Quatre jours après son limogeage de la Primature, Ousmane Sonko opère un retour spectaculaire au sommet de l’État. Unique candidat en lice, le leader du Pastef a été élu ce mardi président de l’Assemblée nationale par 132 voix sur 133 exprimées. Une élection stratégique qui installe une configuration politique inédite à Dakar.
À Dakar, le coup de théâtre est total. Évincé du gouvernement le 22 mai dernier par le président Bassirou Diomaye Faye, Ousmane Sonko s’empare immédiatement du pouvoir législatif. Il succède à son allié Malick Ndiaye, qui a démissionné quarante-huit heures plus tôt au nom de « l’intérêt supérieur de la nation » pour lui céder le perchoir.
Le scrutin s’est toutefois déroulé dans un climat de vive tension parlementaire. Si Ousmane Sonko a fait le plein des voix au sein de sa majorité, une trentaine de députés de l’opposition a boycotté la séance, contestant la légalité du retour de l’ancien Premier ministre au sein de l’hémicycle et dénonçant une manœuvre institutionnelle.

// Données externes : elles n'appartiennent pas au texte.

// IDC background jobs
//
// Mutating services answer with a `JobID` when they run on a background
// thread. Status and response data are read-only services, so they go
// through the relay's GET passthrough.

use tracing::debug;

use crate::error::Error;
use crate::idc::client::IdcClient;
use crate::idc::models::{IdcResponse, LocalData};
use crate::idc::service::IdcOperation;
use crate::poller::{JobReport, JobStatusSource, JobSubmitter, Submission};

const JOB_STATUS_SERVICE: &str = "SCS_GET_BACKGROUND_SERVICE_JOB_STATUS";
const JOB_DATA_SERVICE: &str = "SCS_GET_BACKGROUND_SERVICE_JOB_RESPONSE_DATA";

const STATUS_COMPLETE: &str = "COMPLETE";
const STATUS_FAILED: &str = "FAILED";

impl JobReport {
    /// Decode an IDC job status block.
    ///
    /// A missing status or `FAILED` is a failure whatever the percentage.
    /// Otherwise `COMPLETE` or a percentage of exactly `100` finishes the
    /// job, and anything else is running.
    pub fn from_idc(data: &LocalData) -> Self {
        let percentage = data
            .job_percentage
            .as_deref()
            .and_then(|p| p.trim().parse::<u32>().ok());

        match data.job_status.as_deref() {
            None | Some("" | STATUS_FAILED) => Self::failed(data.job_message.clone()),
            Some(STATUS_COMPLETE) => Self::complete(),
            Some(_) if percentage == Some(100) => Self::complete(),
            Some(_) => Self::running(percentage),
        }
    }
}

impl JobStatusSource for IdcClient {
    async fn job_status(&self, job_id: &str) -> Result<JobReport, Error> {
        let resp: IdcResponse = self.get_json(JOB_STATUS_SERVICE, &[("JobID", job_id)]).await?;
        let report = JobReport::from_idc(&resp.local_data);
        debug!(job_id, phase = ?report.phase, "job status");
        Ok(report)
    }

    async fn job_diagnostics(&self, job_id: &str) -> Result<Option<String>, Error> {
        let resp: IdcResponse = self.get_json(JOB_DATA_SERVICE, &[("JobID", job_id)]).await?;
        Ok(resp
            .local_data
            .status_message
            .filter(|m| !m.is_empty()))
    }
}

impl JobSubmitter for IdcClient {
    type Operation = IdcOperation;

    async fn submit_job(&self, op: &IdcOperation) -> Result<Submission, Error> {
        let resp = self.submit(op).await?;
        Ok(Submission {
            job_id: resp.local_data.job_id.filter(|id| !id.is_empty()),
        })
    }
}

#[cfg(test)]
mod tests {
    use super::*;
    use crate::poller::JobPhase;

    fn data(status: Option<&str>, pct: Option<&str>) -> LocalData {
        LocalData {
            job_status: status.map(str::to_owned),
            job_percentage: pct.map(str::to_owned),
            job_message: Some("boom".into()),
            ..LocalData::default()
        }
    }

    #[test]
    fn percentage_hundred_completes_a_running_job() {
        assert_eq!(
            JobReport::from_idc(&data(Some("PROCESSING"), Some("100"))).phase,
            JobPhase::Complete
        );
        assert_eq!(
            JobReport::from_idc(&data(Some("COMPLETE"), None)).phase,
            JobPhase::Complete
        );
    }

    #[test]
    fn failure_sentinels() {
        for status in [None, Some(""), Some("FAILED")] {
            let report = JobReport::from_idc(&data(status, Some("40")));
            assert_eq!(report.phase, JobPhase::Failed);
            assert_eq!(report.message.as_deref(), Some("boom"));
        }
    }

    #[test]
    fn failure_wins_over_full_percentage() {
        for status in [None, Some(""), Some("FAILED")] {
            let report = JobReport::from_idc(&data(status, Some("100")));
            assert_eq!(report.phase, JobPhase::Failed, "{status:?}");
        }
    }

    #[test]
    fn in_progress_reports_percentage() {
        assert_eq!(
            JobReport::from_idc(&data(Some("PROCESSING"), Some("35"))).phase,
            JobPhase::Running {
                percentage: Some(35)
            }
        );
    }
}
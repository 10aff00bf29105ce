// REST API HTTP client
//
// Resource-oriented JSON endpoints under `/sites/`, `/content/` and
// `/documents/`. Credentials are attached to every request directly; the
// relay is not involved. Long-running operations answer `202 Accepted`
// with a `Location` job URL, which `JobPoller` can follow through the
// `JobStatusSource` impl below.

use bytes::Bytes;
use reqwest::header::LOCATION;
use serde::Serialize;
use serde::de::DeserializeOwned;
use tracing::debug;
use url::Url;

use crate::auth::ServerAuth;
use crate::error::Error;
use crate::poller::{JobReport, JobStatusSource, PollConfig, Submission};
use crate::rest::types::{ApiErrorBody, RestJob};
use crate::transport::TransportConfig;

/// Async client for the REST management APIs.
pub struct RestClient {
    http: reqwest::Client,
    base_url: Url,
    auth: ServerAuth,
    poll: PollConfig,
}

impl RestClient {
    // ── Constructors ─────────────────────────────────────────────────

    pub fn new(base_url: Url, auth: ServerAuth, transport: &TransportConfig) -> Result<Self, Error> {
        Ok(Self {
            http: transport.build_client()?,
            base_url,
            auth,
            poll: PollConfig::job_default(),
        })
    }

    /// Replace the poll policy used for `202 Accepted` jobs.
    pub fn with_poll(mut self, poll: PollConfig) -> Self {
        self.poll = poll;
        self
    }

    pub fn base_url(&self) -> &Url {
        &self.base_url
    }

    pub fn poll_config(&self) -> PollConfig {
        self.poll
    }

    // ── URL builder ──────────────────────────────────────────────────

    /// Resolve an absolute API path (`/sites/...`) against the server root.
    pub(crate) fn url(&self, path: &str) -> Result<Url, Error> {
        Ok(self.base_url.join(path)?)
    }

    // ── HTTP verbs ───────────────────────────────────────────────────

    pub(crate) async fn get<T: DeserializeOwned>(&self, path: &str) -> Result<T, Error> {
        let url = self.url(path)?;
        debug!("GET {url}");

        let resp = self.auth.apply(self.http.get(url)).send().await?;
        handle_response(resp).await
    }

    pub(crate) async fn get_with_params<T: DeserializeOwned>(
        &self,
        path: &str,
        params: &[(&str, String)],
    ) -> Result<T, Error> {
        let url = self.url(path)?;
        debug!("GET {url} params={params:?}");

        let resp = self
            .auth
            .apply(self.http.get(url).query(params))
            .send()
            .await?;
        handle_response(resp).await
    }

    /// GET that maps `404 Not Found` to `None`.
    pub(crate) async fn get_optional<T: DeserializeOwned>(
        &self,
        path: &str,
        params: &[(&str, String)],
    ) -> Result<Option<T>, Error> {
        match self.get_with_params(path, params).await {
            Ok(value) => Ok(Some(value)),
            Err(e) if e.is_not_found() => Ok(None),
            Err(e) => Err(e),
        }
    }

    pub(crate) async fn get_bytes(&self, path: &str) -> Result<Bytes, Error> {
        let url = self.url(path)?;
        debug!("GET {url}");

        let resp = self.auth.apply(self.http.get(url)).send().await?;
        let status = resp.status();
        if status.is_success() {
            Ok(resp.bytes().await?)
        } else {
            Err(parse_error(status, resp).await)
        }
    }

    pub(crate) async fn post<T: DeserializeOwned, B: Serialize + Sync>(
        &self,
        path: &str,
        body: &B,
    ) -> Result<T, Error> {
        let url = self.url(path)?;
        debug!("POST {url}");

        let resp = self.auth.apply(self.http.post(url).json(body)).send().await?;
        handle_response(resp).await
    }

    pub(crate) async fn post_multipart<T: DeserializeOwned>(
        &self,
        path: &str,
        form: reqwest::multipart::Form,
    ) -> Result<T, Error> {
        let url = self.url(path)?;
        debug!("POST {url} (multipart)");

        let resp = self
            .auth
            .apply(self.http.post(url).multipart(form))
            .send()
            .await?;
        handle_response(resp).await
    }

    pub(crate) async fn put<T: DeserializeOwned, B: Serialize + Sync>(
        &self,
        path: &str,
        body: &B,
    ) -> Result<T, Error> {
        let url = self.url(path)?;
        debug!("PUT {url}");

        let resp = self.auth.apply(self.http.put(url).json(body)).send().await?;
        handle_response(resp).await
    }

    pub(crate) async fn delete(&self, path: &str) -> Result<(), Error> {
        self.delete_with_params(path, &[]).await
    }

    pub(crate) async fn delete_with_params(
        &self,
        path: &str,
        params: &[(&str, String)],
    ) -> Result<(), Error> {
        let url = self.url(path)?;
        debug!("DELETE {url} params={params:?}");

        let resp = self
            .auth
            .apply(self.http.delete(url).query(params))
            .send()
            .await?;
        handle_empty(resp).await
    }

    pub(crate) async fn delete_with_response<T: DeserializeOwned>(
        &self,
        path: &str,
        params: &[(&str, String)],
    ) -> Result<T, Error> {
        let url = self.url(path)?;
        debug!("DELETE {url} params={params:?}");

        let resp = self
            .auth
            .apply(self.http.delete(url).query(params))
            .send()
            .await?;
        handle_response(resp).await
    }

    // ── Asynchronous operations ──────────────────────────────────────

    /// POST an operation that may run as a job. A `202` with a `Location`
    /// header yields the job URL; any other success is synchronous.
    pub(crate) async fn post_operation<B: Serialize + Sync>(
        &self,
        path: &str,
        body: &B,
    ) -> Result<Submission, Error> {
        let url = self.url(path)?;
        debug!("POST {url}");

        let resp = self.auth.apply(self.http.post(url).json(body)).send().await?;
        let status = resp.status();
        if !status.is_success() {
            return Err(parse_error(status, resp).await);
        }
        if status != reqwest::StatusCode::ACCEPTED {
            return Ok(Submission::default());
        }

        let location = resp
            .headers()
            .get(LOCATION)
            .and_then(|v| v.to_str().ok())
            .map(str::to_owned);
        match location {
            Some(location) => Ok(Submission {
                job_id: Some(self.base_url.join(&location)?.to_string()),
            }),
            None => Ok(Submission::default()),
        }
    }

    async fn fetch_job(&self, job_url: &str) -> Result<RestJob, Error> {
        let url = Url::parse(job_url)?;
        debug!("GET {url}");

        let resp = self.auth.apply(self.http.get(url)).send().await?;
        handle_response(resp).await
    }
}

/// Job ids for REST jobs are the absolute status URLs from `Location`.
impl JobStatusSource for RestClient {
    async fn job_status(&self, job_id: &str) -> Result<JobReport, Error> {
        let job = self.fetch_job(job_id).await?;
        Ok(job.report())
    }

    async fn job_diagnostics(&self, job_id: &str) -> Result<Option<String>, Error> {
        let job = self.fetch_job(job_id).await?;
        Ok(job.error.and_then(|e| e.detail.or(e.title)))
    }
}

// ── Response handling ────────────────────────────────────────────────

async fn handle_response<T: DeserializeOwned>(resp: reqwest::Response) -> Result<T, Error> {
    let status = resp.status();
    if !status.is_success() {
        return Err(parse_error(status, resp).await);
    }
    let body = resp.text().await?;
    serde_json::from_str(&body).map_err(|e| {
        let preview: String = body.chars().take(200).collect();
        Error::Deserialization {
            message: format!("{e} (body preview: {preview:?})"),
            body,
        }
    })
}

async fn handle_empty(resp: reqwest::Response) -> Result<(), Error> {
    let status = resp.status();
    if status.is_success() {
        Ok(())
    } else {
        Err(parse_error(status, resp).await)
    }
}

async fn parse_error(status: reqwest::StatusCode, resp: reqwest::Response) -> Error {
    let raw = resp.text().await.unwrap_or_default();

    if status == reqwest::StatusCode::UNAUTHORIZED {
        return Error::Authentication {
            message: format!("server rejected credentials (HTTP {status})"),
        };
    }

    let message = serde_json::from_str::<ApiErrorBody>(&raw)
        .ok()
        .and_then(|body| body.detail.or(body.title))
        .unwrap_or_else(|| {
            if raw.is_empty() {
                status.to_string()
            } else {
                raw
            }
        });
    Error::Rest {
        status: status.as_u16(),
        message,
    }
}
//! CLI error types with miette diagnostics.
//!
//! Maps `CoreError` and `ConfigError` into user-facing errors with
//! actionable help text and a process exit code.

use miette::Diagnostic;
use thiserror::Error;

use sitectl_config::ConfigError;
use sitectl_core::CoreError;

pub mod exit_code {
    pub const GENERAL: i32 = 1;
    pub const USAGE: i32 = 2;
    pub const AUTH: i32 = 3;
    pub const NOT_FOUND: i32 = 4;
    pub const CONFLICT: i32 = 6;
    pub const CONNECTION: i32 = 7;
    pub const TIMEOUT: i32 = 8;
    pub const PRECONDITION: i32 = 9;
}

#[derive(Debug, Error, Diagnostic)]
pub enum CliError {
    // ── Connection ───────────────────────────────────────────────────
    #[error("Could not connect to {url}")]
    #[diagnostic(
        code(sitectl::connection_failed),
        help(
            "{reason}\n\
             Check the server URL, or use --insecure (-k) for self-signed certificates."
        )
    )]
    ConnectionFailed { url: String, reason: String },

    // ── Authentication ───────────────────────────────────────────────
    #[error("Authentication failed: {message}")]
    #[diagnostic(
        code(sitectl::auth_failed),
        help("Verify the credentials, or store new ones with: sitectl config set-secret <server>")
    )]
    AuthFailed { message: String },

    #[error("No credentials configured for server '{server}'")]
    #[diagnostic(
        code(sitectl::no_credentials),
        help(
            "Set password_env or token_env in the server entry,\n\
             or run: sitectl config set-secret {server}"
        )
    )]
    NoCredentials { server: String },

    // ── Resources ────────────────────────────────────────────────────
    #[error("{message}")]
    #[diagnostic(code(sitectl::not_found))]
    NotFound { message: String },

    #[error("{message}")]
    #[diagnostic(code(sitectl::conflict))]
    Conflict { message: String },

    #[error("{message}")]
    #[diagnostic(code(sitectl::precondition))]
    Precondition { message: String },

    // ── Remote work ──────────────────────────────────────────────────
    #[error("{message}")]
    #[diagnostic(
        code(sitectl::timeout),
        help("Raise poll_max_attempts or session_max_attempts under [defaults] in the config file.")
    )]
    Timeout { message: String },

    #[error("{message}")]
    #[diagnostic(code(sitectl::remote))]
    Remote { message: String },

    #[error("Operation '{operation}' is not supported")]
    #[diagnostic(code(sitectl::unsupported), help("{reason}"))]
    Unsupported { operation: String, reason: String },

    // ── Input ────────────────────────────────────────────────────────
    #[error("Invalid {field}: {reason}")]
    #[diagnostic(code(sitectl::validation))]
    Validation { field: String, reason: String },

    #[error("Server '{name}' not found in configuration")]
    #[diagnostic(
        code(sitectl::server_not_found),
        help(
            "Available servers: {available}\n\
             Add one with: sitectl config add <name> --url <url>"
        )
    )]
    ServerNotFound { name: String, available: String },

    #[error("No server selected")]
    #[diagnostic(
        code(sitectl::no_server),
        help(
            "Pass --server, set SITECTL_SERVER, or set default_server in {path}"
        )
    )]
    NoServer { path: String },

    #[error("Destructive operation '{action}' requires confirmation")]
    #[diagnostic(
        code(sitectl::confirmation_required),
        help("Use --yes (-y) to skip confirmation in non-interactive contexts.")
    )]
    NonInteractiveRequiresYes { action: String },

    // ── Local ────────────────────────────────────────────────────────
    #[error("Configuration error: {0}")]
    #[diagnostic(code(sitectl::config))]
    Config(String),

    #[error(transparent)]
    Io(#[from] std::io::Error),

    #[error("Could not render output: {0}")]
    Render(String),
}

impl CliError {
    /// Map this error to an exit code for process termination.
    pub fn exit_code(&self) -> i32 {
        match self {
            Self::ConnectionFailed { .. } => exit_code::CONNECTION,
            Self::AuthFailed { .. } | Self::NoCredentials { .. } => exit_code::AUTH,
            Self::NotFound { .. } | Self::ServerNotFound { .. } => exit_code::NOT_FOUND,
            Self::Conflict { .. } => exit_code::CONFLICT,
            Self::Timeout { .. } => exit_code::TIMEOUT,
            Self::Precondition { .. } => exit_code::PRECONDITION,
            Self::Validation { .. }
            | Self::NoServer { .. }
            | Self::NonInteractiveRequiresYes { .. } => exit_code::USAGE,
            _ => exit_code::GENERAL,
        }
    }
}

// ── CoreError → CliError mapping ─────────────────────────────────────

impl From<CoreError> for CliError {
    fn from(err: CoreError) -> Self {
        let message = err.to_string();
        match err {
            CoreError::ConnectionFailed { url, reason } => Self::ConnectionFailed { url, reason },
            CoreError::AuthenticationFailed { message } => Self::AuthFailed { message },
            CoreError::NotFound { .. } => Self::NotFound { message },
            CoreError::AlreadyExists { .. } => Self::Conflict { message },
            CoreError::InvalidState { message } => Self::Precondition { message },
            CoreError::ValidationFailed { message } => Self::Validation {
                field: "request".into(),
                reason: message,
            },
            CoreError::InvalidAccessCode(_) | CoreError::InvalidAccessSet(_) => Self::Validation {
                field: "access".into(),
                reason: message,
            },
            CoreError::SessionTimeout { .. } | CoreError::JobTimeout { .. } => {
                Self::Timeout { message }
            }
            CoreError::JobFailed { .. } | CoreError::Api { .. } | CoreError::Internal(_) => {
                Self::Remote { message }
            }
            CoreError::Unsupported { operation, reason } => Self::Unsupported { operation, reason },
            CoreError::Config { message } => Self::Config(message),
            CoreError::Io(e) => Self::Io(e),
        }
    }
}

// ── ConfigError → CliError mapping ───────────────────────────────────

impl From<ConfigError> for CliError {
    fn from(err: ConfigError) -> Self {
        match err {
            ConfigError::Validation { field, reason } => Self::Validation { field, reason },
            ConfigError::UnknownServer { name } => Self::ServerNotFound {
                name,
                available: String::new(),
            },
            ConfigError::NoServer => Self::NoServer {
                path: sitectl_config::config_path().display().to_string(),
            },
            ConfigError::NoCredentials { server } => Self::NoCredentials { server },
            ConfigError::Io(e) => Self::Io(e),
            other => Self::Config(other.to_string()),
        }
    }
}

#[cfg(test)]
mod tests {
    use super::*;

    #[test]
    fn core_errors_keep_their_message_and_code() {
        let err = CliError::from(CoreError::invalid_state("site blog is already online"));
        assert_eq!(err.exit_code(), exit_code::PRECONDITION);
        assert_eq!(err.to_string(), "site blog is already online");

        let err = CliError::from(CoreError::not_found("site", "blog"));
        assert_eq!(err.exit_code(), exit_code::NOT_FOUND);
        assert_eq!(err.to_string(), "site blog does not exist");

        let err = CliError::from(CoreError::JobTimeout {
            job_id: "j1".into(),
            attempts: 3,
        });
        assert_eq!(err.exit_code(), exit_code::TIMEOUT);
    }

    #[test]
    fn config_errors_map_to_usage_and_auth() {
        assert_eq!(CliError::from(ConfigError::NoServer).exit_code(), exit_code::USAGE);
        let err = CliError::from(ConfigError::NoCredentials {
            server: "dev".into(),
        });
        assert_eq!(err.exit_code(), exit_code::AUTH);
    }
}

Cette élection consacre le remaniement profond de l’exécutif sénégalais, marqué la veille par la nomination d’Ahmadou Al Aminou Mohamed Lô à la tête du gouvernement. Désormais installé à la deuxième fonction de l’État, Ousmane Sonko dispose d’un puissant levier politique face à la présidence, ouvrant une ère de cohabitation inédite pour le Sénégal.